Die Homophobie meiner Kindheit hatte nichts Spektakuläres. Ich bin auf dem Land aufgewachsen, wo jeder katholisch war und alle meine Klassenkameraden beide Eltern hatten. Auf dem Schulhof hatten wir Jungs zwei Kategorien: Entweder etwas oder jemand war „cool“ oder „schwul“. Es ist einfach vorzustellen, was wir sein wollten. Unsere Ablehnung des Schwulen fand jedoch keinen Kristallisationspunkt. Denn niemand war schwul. Niemand von dem wir es erfuhren. Und so bleib es mir erspart, explizite Homophobie zu bezeugen.

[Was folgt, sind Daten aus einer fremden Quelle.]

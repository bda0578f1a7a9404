//! Raw value → `sea_orm::Value` coercion against a field's declared kind.

use chrono::{NaiveDate, NaiveDateTime, NaiveTime};
use rust_decimal::Decimal;
use sea_orm::Value;

use crate::error::CoercionError;
use crate::kind::FieldKind;
use crate::params::RawValue;

/// Canonical date pattern (`yyyy-MM-dd`).
pub const DATE_FORMAT: &str = "%Y-%m-%d";
/// Canonical date-time pattern (`yyyy-MM-dd HH:mm:ss`).
pub const DATETIME_FORMAT: &str = "%Y-%m-%d %H:%M:%S";
/// Canonical time pattern (`HH:mm:ss`).
pub const TIME_FORMAT: &str = "%H:%M:%S";

/// Convert a raw search value into the typed value expected by `kind`.
///
/// Typed values already matching the kind pass through; anything else is
/// handled as text. Booleans are permissive: only `true` / `1` (any case)
/// are true, everything else is false.
///
/// # Errors
/// Returns `CoercionError` when the text does not parse as `kind`, when an
/// enum name is unknown, or for a multi-element list.
pub fn coerce(raw: &RawValue, kind: FieldKind) -> Result<Value, CoercionError> {
    match (raw, kind) {
        (RawValue::Text(s), _) => coerce_str(s, kind),
        (RawValue::List(items), _) => match items.as_slice() {
            [single] => coerce_str(single, kind),
            _ => Err(CoercionError::new(&raw.to_string(), kind)),
        },
        (RawValue::Int(i), FieldKind::I64) => Ok(Value::from(*i)),
        (RawValue::Int(i), FieldKind::I32) => i32::try_from(*i)
            .map(Value::from)
            .map_err(|_| CoercionError::new(&i.to_string(), kind)),
        (RawValue::Float(x), FieldKind::F64) => Ok(Value::from(*x)),
        (RawValue::Bool(b), FieldKind::Bool) => Ok(Value::from(*b)),
        (RawValue::Int(_) | RawValue::Float(_) | RawValue::Bool(_), _) => {
            coerce_str(&raw.to_string(), kind)
        }
    }
}

/// Coerce every element of a list (or a single value) for membership tests.
///
/// # Errors
/// Fails on the first element that does not coerce.
pub fn coerce_many(raw: &RawValue, kind: FieldKind) -> Result<Vec<Value>, CoercionError> {
    match raw {
        RawValue::List(items) => items.iter().map(|s| coerce_str(s, kind)).collect(),
        single => coerce(single, kind).map(|v| vec![v]),
    }
}

fn coerce_str(s: &str, kind: FieldKind) -> Result<Value, CoercionError> {
    let err = |_| CoercionError::new(s, kind);

    Ok(match kind {
        FieldKind::String => Value::from(s.to_owned()),
        FieldKind::Enum(names) => names
            .iter()
            .find(|name| **name == s)
            .map(|name| Value::from((*name).to_owned()))
            .ok_or_else(|| CoercionError::new(s, kind))?,
        FieldKind::Bool => Value::from(s.eq_ignore_ascii_case("true") || s == "1"),
        FieldKind::Date => Value::from(NaiveDate::parse_from_str(s, DATE_FORMAT).map_err(err)?),
        FieldKind::DateTime => Value::from(
            NaiveDateTime::parse_from_str(s, DATETIME_FORMAT).map_err(err)?,
        ),
        FieldKind::Time => Value::from(NaiveTime::parse_from_str(s, TIME_FORMAT).map_err(err)?),
        FieldKind::I32 => Value::from(s.parse::<i32>().map_err(|_| CoercionError::new(s, kind))?),
        FieldKind::I64 => Value::from(s.parse::<i64>().map_err(|_| CoercionError::new(s, kind))?),
        FieldKind::F32 => {
            let x = s.parse::<f32>().map_err(|_| CoercionError::new(s, kind))?;
            if !x.is_finite() {
                return Err(CoercionError::new(s, kind));
            }
            Value::from(x)
        }
        FieldKind::F64 => {
            let x = s.parse::<f64>().map_err(|_| CoercionError::new(s, kind))?;
            if !x.is_finite() {
                return Err(CoercionError::new(s, kind));
            }
            Value::from(x)
        }
        FieldKind::Uuid => Value::from(
            s.parse::<uuid::Uuid>()
                .map_err(|_| CoercionError::new(s, kind))?,
        ),
        FieldKind::Decimal => Value::from(
            Decimal::from_str_exact(s).map_err(|_| CoercionError::new(s, kind))?,
        ),
    })
}

/// Canonical text form of a coerced value, the inverse of [`coerce`] for
/// dates, times, numbers, uuids and strings. `None` for null or unsupported
/// values.
#[must_use]
pub fn format_value(value: &Value) -> Option<String> {
    match value {
        Value::String(Some(s)) => Some(s.to_string()),
        Value::Bool(Some(b)) => Some(b.to_string()),
        Value::Int(Some(i)) => Some(i.to_string()),
        Value::BigInt(Some(i)) => Some(i.to_string()),
        Value::Float(Some(x)) => Some(x.to_string()),
        Value::Double(Some(x)) => Some(x.to_string()),
        Value::ChronoDate(Some(d)) => Some(d.format(DATE_FORMAT).to_string()),
        Value::ChronoDateTime(Some(dt)) => Some(dt.format(DATETIME_FORMAT).to_string()),
        Value::ChronoTime(Some(t)) => Some(t.format(TIME_FORMAT).to_string()),
        Value::Uuid(Some(u)) => Some(u.to_string()),
        Value::Decimal(Some(d)) => Some(d.to_string()),
        _ => None,
    }
}
//! Filter descriptors and the `OPERATOR_fieldPath` key parser.

use std::collections::BTreeMap;
use std::fmt;
use std::str::FromStr;

use serde::{Deserialize, Serialize};

use crate::error::{SearchError, SearchResult};
use crate::params::{RawValue, SearchParams};

/// Comparison requested by a search key.
///
/// Wire tokens are the upper-case variant names, matched exactly.
#[derive(Debug, Clone, Copy, PartialEq, Eq, Hash)]
pub enum Operator {
    Eq,
    /// Unanchored substring match.
    Like,
    Gt,
    Lt,
    Gte,
    Lte,
    In,
    IsNull,
    IsNotNull,
}

impl Operator {
    pub const ALL: [Operator; 9] = [
        Operator::Eq,
        Operator::Like,
        Operator::Gt,
        Operator::Lt,
        Operator::Gte,
        Operator::Lte,
        Operator::In,
        Operator::IsNull,
        Operator::IsNotNull,
    ];

    /// Wire token used in parameter keys.
    #[must_use]
    pub fn token(self) -> &'static str {
        match self {
            Operator::Eq => "EQ",
            Operator::Like => "LIKE",
            Operator::Gt => "GT",
            Operator::Lt => "LT",
            Operator::Gte => "GTE",
            Operator::Lte => "LTE",
            Operator::In => "IN",
            Operator::IsNull => "ISNULL",
            Operator::IsNotNull => "ISNOTNULL",
        }
    }

    /// `false` for ISNULL / ISNOTNULL.
    #[must_use]
    pub fn takes_value(self) -> bool {
        !matches!(self, Operator::IsNull | Operator::IsNotNull)
    }

    /// GT, LT, GTE, LTE.
    #[must_use]
    pub fn is_ordering(self) -> bool {
        matches!(
            self,
            Operator::Gt | Operator::Lt | Operator::Gte | Operator::Lte
        )
    }
}

impl fmt::Display for Operator {
    fn fmt(&self, f: &mut fmt::Formatter<'_>) -> fmt::Result {
        f.write_str(self.token())
    }
}

/// Unknown operator token.
#[derive(Debug, Clone, PartialEq, Eq)]
pub struct UnknownOperator(pub String);

impl FromStr for Operator {
    type Err = UnknownOperator;

    fn from_str(s: &str) -> Result<Self, Self::Err> {
        Operator::ALL
            .into_iter()
            .find(|op| op.token() == s)
            .ok_or_else(|| UnknownOperator(s.to_owned()))
    }
}

/// How the predicates of one query are combined.
#[derive(Debug, Clone, Copy, Default, PartialEq, Eq, Hash, Serialize, Deserialize)]
#[serde(rename_all = "lowercase")]
pub enum LinkType {
    #[default]
    And,
    Or,
}

impl fmt::Display for LinkType {
    fn fmt(&self, f: &mut fmt::Formatter<'_>) -> fmt::Result {
        match self {
            LinkType::And => f.write_str("and"),
            LinkType::Or => f.write_str("or"),
        }
    }
}

/// One parsed search condition: field path, operator and optional raw value.
#[derive(Debug, Clone, PartialEq)]
pub struct SearchFilter {
    field_path: String,
    operator: Operator,
    value: Option<RawValue>,
}

impl SearchFilter {
    /// Create a filter with a value.
    ///
    /// Value-less operators drop the value.
    #[must_use]
    pub fn new(
        field_path: impl Into<String>,
        operator: Operator,
        value: impl Into<RawValue>,
    ) -> Self {
        let value = operator.takes_value().then(|| value.into());
        Self {
            field_path: field_path.into(),
            operator,
            value,
        }
    }

    /// ISNULL / ISNOTNULL style filter, or a value operator to be rejected later.
    #[must_use]
    pub fn without_value(field_path: impl Into<String>, operator: Operator) -> Self {
        Self {
            field_path: field_path.into(),
            operator,
            value: None,
        }
    }

    #[must_use]
    pub fn field_path(&self) -> &str {
        &self.field_path
    }

    #[must_use]
    pub fn operator(&self) -> Operator {
        self.operator
    }

    #[must_use]
    pub fn value(&self) -> Option<&RawValue> {
        self.value.as_ref()
    }
}

/// Split `OPERATOR_fieldPath` into its operator and field path.
///
/// Empty pieces between underscores are ignored, so exactly two non-empty
/// tokens must remain.
///
/// # Errors
/// `InvalidFilterKey` for a wrong shape, `InvalidOperator` for an unknown token.
pub fn parse_filter_key(key: &str) -> SearchResult<(Operator, &str)> {
    let mut tokens = key.split('_').filter(|t| !t.is_empty());
    let (Some(op_token), Some(field_path), None) = (tokens.next(), tokens.next(), tokens.next())
    else {
        return Err(SearchError::InvalidFilterKey {
            key: key.to_owned(),
        });
    };

    let operator = op_token
        .parse::<Operator>()
        .map_err(|UnknownOperator(token)| SearchError::InvalidOperator {
            key: key.to_owned(),
            token,
        })?;

    Ok((operator, field_path))
}

/// Decode raw search parameters into filter descriptors, keyed by the raw key.
///
/// Value operators with an absent or empty value are skipped so unused form
/// fields do not turn into filters. ISNULL / ISNOTNULL ignore the value.
///
/// ```
/// use crudkit_search::{parse_search_filters, Operator, SearchParams};
///
/// let params = SearchParams::new()
///     .with("EQ_account.username", "alice")
///     .with("LIKE_name", "")
///     .with_null("ISNULL_deletedAt");
///
/// let filters = parse_search_filters(&params).unwrap();
/// assert_eq!(filters.len(), 2);
/// assert_eq!(filters["EQ_account.username"].field_path(), "account.username");
/// assert_eq!(filters["ISNULL_deletedAt"].operator(), Operator::IsNull);
/// ```
///
/// # Errors
/// Fails on the first key that is not `OPERATOR_fieldPath` or names an
/// unknown operator.
pub fn parse_search_filters(params: &SearchParams) -> SearchResult<BTreeMap<String, SearchFilter>> {
    let mut filters = BTreeMap::new();

    for (key, value) in params.iter() {
        let (operator, field_path) = parse_filter_key(key).inspect_err(|e| {
            tracing::debug!(key, error = %e, "rejecting search parameter");
        })?;

        let filter = if operator.takes_value() {
            match value {
                Some(v) if !v.is_empty() => SearchFilter::new(field_path, operator, v.clone()),
                _ => continue,
            }
        } else {
            SearchFilter::without_value(field_path, operator)
        };

        filters.insert(key.to_owned(), filter);
    }

    Ok(filters)
}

Das erste Mal in wissentlichen Kontakt mit einem homosexuellen Mann kam ich in der sechsten oder siebten Klasse: Mein Musiklehrer. Es ist wohl gut, dass ich damals dieses Schulhof-Schimpfwort „schwul“ nicht mit ihm in Verbindung brachte, denn ich mochte ihn ganz und gar nicht. Er hatte enorme Stimmungsschwankungen: Mal schrie er herum, mal verteilte er aus heiterem Himmel Einsen. Und der Unterricht brachte gar nichts — bis auf den Tag wo wir Queen analysierten. Bohemian Rhapsody, Radio Gaga. Ich analysierte eine Tonfolge korrekt und bekam eine Eins. Auf dem Schulhof hörte ich wieder das Wort „schwul“ und einige andere, die nicht so nett waren. Aber er war Lehrer und wir im Grunde brave Schüler.
Bevor ich zum Studium in die Stadt gezogen bin, war ich ein Jahr lang Zivildienstleistender in einem Kloster — ich wohnte unter der Woche dort. Und ich merkte die Spannung, die wohl auch daher rührte, dass niemand seine Sexualität ausleben konnte. Und ich spürte auch Verachtung für diejenigen, die nicht allen männlichen Rollenklischees entsprachen, die zu feminin wirkten. Das Schwulenbild, das mir die Medien vermittelten half nicht wirklich dagegen anzugehen: Schwule ziehen sich wie Frauen an, und wollen Hetero-Jungs umdrehen. Echte Lesben — unvorstellbar und medial fast unsichtbar.
Als ich nach Köln kam wandelte sich das endlich. Als Studenten zogen wir auch mal in eine „Schwulen-Bar“ — was nicht wirklich hilfreich war und kein Zeichen für Toleranz ist. Ich bemerkte erst spät, dass ich mich ablehnend und misstrauisch gegenüber denen verhielt, die den üblichen schwulen Klischees entsprachen. Oder denen, die es eben nicht taten, die ich dann aber sah, wie sie jemanden küssten, der nicht meinem katholischen Kindheitsideal entsprach. Ich äußerte mal die Dummheit, wie toll es doch sein müssen schwul zu sein — man bekäme seine Identität quasi frei Haus geliefert. Dass diese Klischee-Identität nicht frei gewählt, sondern oft aus Diskriminierung zusammengezimmert war, hatte ich nicht kapiert. Ich war ja nicht betroffen.
Zum Glück lernte ich aber immer mehr homosexuelle Menschen außerhalb des Klischees kennen, außerhalb gesellschaftlicher Kontexte die sie auf ihre Sexualität festlegen. Und man stelle sich vor: Es sind ganz normale Menschen. Intellektuell war das keine Überraschung — warum sollte das nicht so sein? Emotional und unbewusst hingegen, war ich homophob. Ich hatte Vorbehalte, ich fremdelte, ich war abweisend. Ich beschimpfte niemand, aber stille Zurückweisung ist eben auch Ausdruck der Homophobie.
Von emotionalen Ressentiments kann man sich manchmal nicht völlig frei machen. Doch man kann diese Impulse, die einst eingeimpft wurden, zumindest zurückdrängen. Wer seine Mitmenschen respektiert, muss nicht mit ihnen Sex haben. Kein Homosexueller kann mich „umdrehen“, und keiner will es. In der Sauna, im Umkleideraum sind natürlich Homosexuelle. Die Furcht dass mir davon jemand was wegguckt oder gar meinen Körper unwiderstehlich findet, finde ich mittlerweile erheiternd.